On 2 January 1950, at the national athletic championships held in Napier, Sinclair won what was at the time described as "the greatest mile ever run in New Zealand". His time of 4:13.5 in beating Maurice Marshall and Neil Bates in a closely contested race was a New Zealand resident record, narrowly eclipsing the 4:13.6 set by Randolph Rose in 1926 at Masterton. Sinclair then competed in the men's one mile at the 1950 British Empire Games in Auckland. He finished third in his heat, recording a time of 4:19.8 in a close race, to progress to the final. In the final, he placed sixth in 4:20.0, with the winner, Canadian Bill Parnell, recording an Empire Games record of 4:11.0 and Maurice Marshall, the best-placed New Zealander, finishing third with a time of 4:13.2.

==Medical and academic career==
Sinclair's early research, as part of his Bachelor of Medical Science studies, was conducted in the laboratory of John Eccles—at that time a professor at the University of Otago and later a Nobel laureate—and was published in the Journal of Neurophysiology in 1949. In 1953, Sinclair began working at Green Lane Hospital in Auckland as a Medical Research Council fellow in chest diseases. He then undertook overseas postgraduate training in respiratory medicine, first at the Royal Brompton and Hammersmith Hospitals in London, and then at the Mayo Clinic in the United States, returning to New Zealand in 1960. Sinclair was awarded a Doctor of Medicine degree by the University of Otago on the basis of his research in respiratory medicine, with a thesis titled The effect of breathing exercises in chronic pulmonary emphysema.
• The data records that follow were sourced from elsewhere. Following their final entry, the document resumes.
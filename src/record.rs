//! Parsed configuration records and the parser seam that produces them.
//!
//! Records are XML documents. The database only needs a small tree model of them: element
//! names, attributes, text and nested elements. [`RecordParser`] is the seam to the parser, the
//! default [`XmlRecordParser`] is built on `quick-xml`.

use std::{
    fmt::{self, Write as _},
    path::{Path, PathBuf},
};

use nested_enum_utils::common_fields;
use quick_xml::{
    Reader,
    escape::escape,
    events::{BytesStart, Event},
};
use snafu::{Backtrace, ResultExt, Snafu};

/// Attribute used by records to name members of element arrays.
const NAME_ATTRIBUTE: &str = "Name";

/// A failure to turn a file or a string into an [`Element`].
#[common_fields({
    backtrace: Option<Backtrace>,
    #[snafu(implicit)]
    span_trace: n0_snafu::SpanTrace,
})]
#[allow(missing_docs)]
#[derive(Debug, Snafu)]
#[non_exhaustive]
#[snafu(visibility(pub(crate)))]
pub enum AssembleError {
    #[snafu(display("failed to read {}", path.display()))]
    Io {
        path: PathBuf,
        source: std::io::Error,
    },
    #[snafu(display("XML parser error at byte {position}"))]
    Xml {
        position: u64,
        source: quick_xml::Error,
    },
    #[snafu(display("{message}"))]
    Structure { message: String },
}

/// Parses record text into an [`Element`] tree.
pub trait RecordParser: fmt::Debug + Send + Sync + 'static {
    /// Parses a whole document held in memory.
    fn parse_str(&self, text: &str) -> Result<Element, AssembleError>;

    /// Parses the record file at `path`.
    fn parse_file(&self, path: &Path) -> Result<Element, AssembleError> {
        let text = std::fs::read_to_string(path).context(IoSnafu { path })?;
        self.parse_str(&text)
    }
}

/// The default [`RecordParser`], backed by `quick-xml`.
///
/// No schema validation is performed.
#[derive(Debug, Default, Clone, Copy)]
pub struct XmlRecordParser;

impl RecordParser for XmlRecordParser {
    fn parse_str(&self, text: &str) -> Result<Element, AssembleError> {
        let mut reader = Reader::from_str(text);
        reader.config_mut().trim_text(true);

        let mut stack: Vec<Element> = Vec::new();
        let mut root: Option<Element> = None;

        loop {
            let event = reader.read_event().context(XmlSnafu {
                position: reader.error_position(),
            })?;
            match event {
                Event::Start(start) => {
                    let element = Element::from_start(&start).context(XmlSnafu {
                        position: reader.buffer_position(),
                    })?;
                    stack.push(element);
                }
                Event::Empty(start) => {
                    let element = Element::from_start(&start).context(XmlSnafu {
                        position: reader.buffer_position(),
                    })?;
                    attach(&mut stack, &mut root, element)?;
                }
                Event::End(_) => {
                    let element = stack.pop().ok_or_else(|| {
                        StructureSnafu {
                            message: "unbalanced closing element",
                        }
                        .build()
                    })?;
                    attach(&mut stack, &mut root, element)?;
                }
                Event::Text(text) => {
                    let text = text.unescape().context(XmlSnafu {
                        position: reader.buffer_position(),
                    })?;
                    if let Some(current) = stack.last_mut() {
                        current.text.push_str(&text);
                    }
                }
                Event::CData(data) => {
                    if let Some(current) = stack.last_mut() {
                        current
                            .text
                            .push_str(&String::from_utf8_lossy(&data.into_inner()));
                    }
                }
                Event::Eof => break,
                _ => {}
            }
        }

        snafu::ensure!(
            stack.is_empty(),
            StructureSnafu {
                message: "unexpected end of document",
            }
        );
        root.ok_or_else(|| {
            StructureSnafu {
                message: "document has no root element",
            }
            .build()
        })
    }
}

fn attach(
    stack: &mut [Element],
    root: &mut Option<Element>,
    element: Element,
) -> Result<(), AssembleError> {
    match stack.last_mut() {
        Some(parent) => {
            parent.children.push(element);
            Ok(())
        }
        None => {
            snafu::ensure!(
                root.is_none(),
                StructureSnafu {
                    message: "document has more than one root element",
                }
            );
            *root = Some(element);
            Ok(())
        }
    }
}

/// An element of a parsed record.
#[derive(Debug, Clone, PartialEq, Eq, Default)]
pub struct Element {
    name: String,
    attributes: Vec<(String, String)>,
    text: String,
    children: Vec<Element>,
}

impl Element {
    /// Creates an empty element.
    pub fn new(name: impl Into<String>) -> Self {
        Self {
            name: name.into(),
            ..Default::default()
        }
    }

    fn from_start(start: &BytesStart<'_>) -> Result<Self, quick_xml::Error> {
        let name = String::from_utf8_lossy(start.name().as_ref()).into_owned();
        let mut attributes = Vec::new();
        for attr in start.attributes() {
            let attr = attr?;
            let key = String::from_utf8_lossy(attr.key.as_ref()).into_owned();
            let value = attr.unescape_value()?.into_owned();
            attributes.push((key, value));
        }
        Ok(Self {
            name,
            attributes,
            ..Default::default()
        })
    }

    /// The qualified element name.
    pub fn name(&self) -> &str {
        &self.name
    }

    /// The element name without its namespace prefix.
    pub fn local_name(&self) -> &str {
        match self.name.rsplit_once(':') {
            Some((_, local)) => local,
            None => &self.name,
        }
    }

    /// Renames the element, keeping its content.
    pub fn set_name(&mut self, name: impl Into<String>) {
        self.name = name.into();
    }

    /// Text content directly inside this element.
    pub fn text(&self) -> &str {
        &self.text
    }

    /// Attributes in document order.
    pub fn attributes(&self) -> impl Iterator<Item = (&str, &str)> {
        self.attributes.iter().map(|(k, v)| (k.as_str(), v.as_str()))
    }

    /// Value of the attribute `key`.
    pub fn attribute(&self, key: &str) -> Option<&str> {
        self.attributes
            .iter()
            .find(|(k, _)| k == key)
            .map(|(_, v)| v.as_str())
    }

    /// Nested elements in document order.
    pub fn children(&self) -> &[Element] {
        &self.children
    }

    /// Appends a nested element.
    pub fn push_child(&mut self, child: Element) {
        self.children.push(child);
    }

    /// Whether `segment` addresses this element, by local name or by its `Name` attribute.
    fn is_addressed_by(&self, segment: &str) -> bool {
        self.local_name() == segment || self.attribute(NAME_ATTRIBUTE) == Some(segment)
    }

    /// Resolves a slash separated path of nested elements.
    ///
    /// On failure returns the prefix of `path` up to and including the first segment that
    /// matched nothing.
    pub fn child(&self, path: &str) -> Result<&Element, String> {
        let mut current = self;
        let mut walked = Vec::new();
        for segment in path.split('/').filter(|s| !s.is_empty()) {
            walked.push(segment);
            current = current
                .children
                .iter()
                .find(|c| c.is_addressed_by(segment))
                .ok_or_else(|| walked.join("/"))?;
        }
        Ok(current)
    }

    /// Reads a field: an attribute, or else the text of a nested element of that name.
    pub fn field(&self, name: &str) -> Option<&str> {
        self.attribute(name).or_else(|| {
            self.children
                .iter()
                .find(|c| c.is_addressed_by(name))
                .map(|c| c.text.as_str())
        })
    }

    /// Names under which nested elements are addressable, without duplicates.
    pub fn child_names(&self) -> Vec<&str> {
        let mut names: Vec<&str> = Vec::new();
        for child in &self.children {
            let name = child
                .attribute(NAME_ATTRIBUTE)
                .unwrap_or_else(|| child.local_name());
            if !names.contains(&name) {
                names.push(name);
            }
        }
        names
    }

    /// Serializes the element and everything below it.
    pub fn to_xml(&self) -> String {
        let mut out = String::new();
        self.write_xml(&mut out);
        out
    }

    fn write_xml(&self, out: &mut String) {
        out.push('<');
        out.push_str(&self.name);
        for (key, value) in &self.attributes {
            // writing to a String never fails
            let _ = write!(out, " {key}=\"{}\"", escape(value.as_str()));
        }
        if self.text.is_empty() && self.children.is_empty() {
            out.push_str("/>");
            return;
        }
        out.push('>');
        out.push_str(&escape(self.text.as_str()));
        for child in &self.children {
            child.write_xml(out);
        }
        out.push_str("</");
        out.push_str(&self.name);
        out.push('>');
    }
}

impl fmt::Display for Element {
    fn fmt(&self, f: &mut fmt::Formatter<'_>) -> fmt::Result {
        f.write_str(&self.to_xml())
    }
}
Sinclair was appointed the head of the Department of Clinical Physiology at Green Lane Hospital in 1960, contributing to ground-breaking work there in cardiothoracic surgery and medicine. In 1964, he became a member of the University of Auckland's medical advisory committee, planning the establishment of the Auckland Medical School, which opened in 1968. In that year, he was appointed the inaugural professor of physiology at the Auckland Medical School. He remained head of the Department of Physiology until 1984, and later served in the same role from 1990 to 1993. He was also acting head of the Department of Biochemistry between 1972 and 1974.

Sinclair served as scientific secretary of the Medical Research Council in 1966, and was a Fellow of the Royal Australasian College of Physicians.

==Later life and death==
Sinclair retired in 1993 and was conferred the title of professor emeritus, although he continued some teaching duties until 1997. He died at his home in Auckland on 11 February 2018.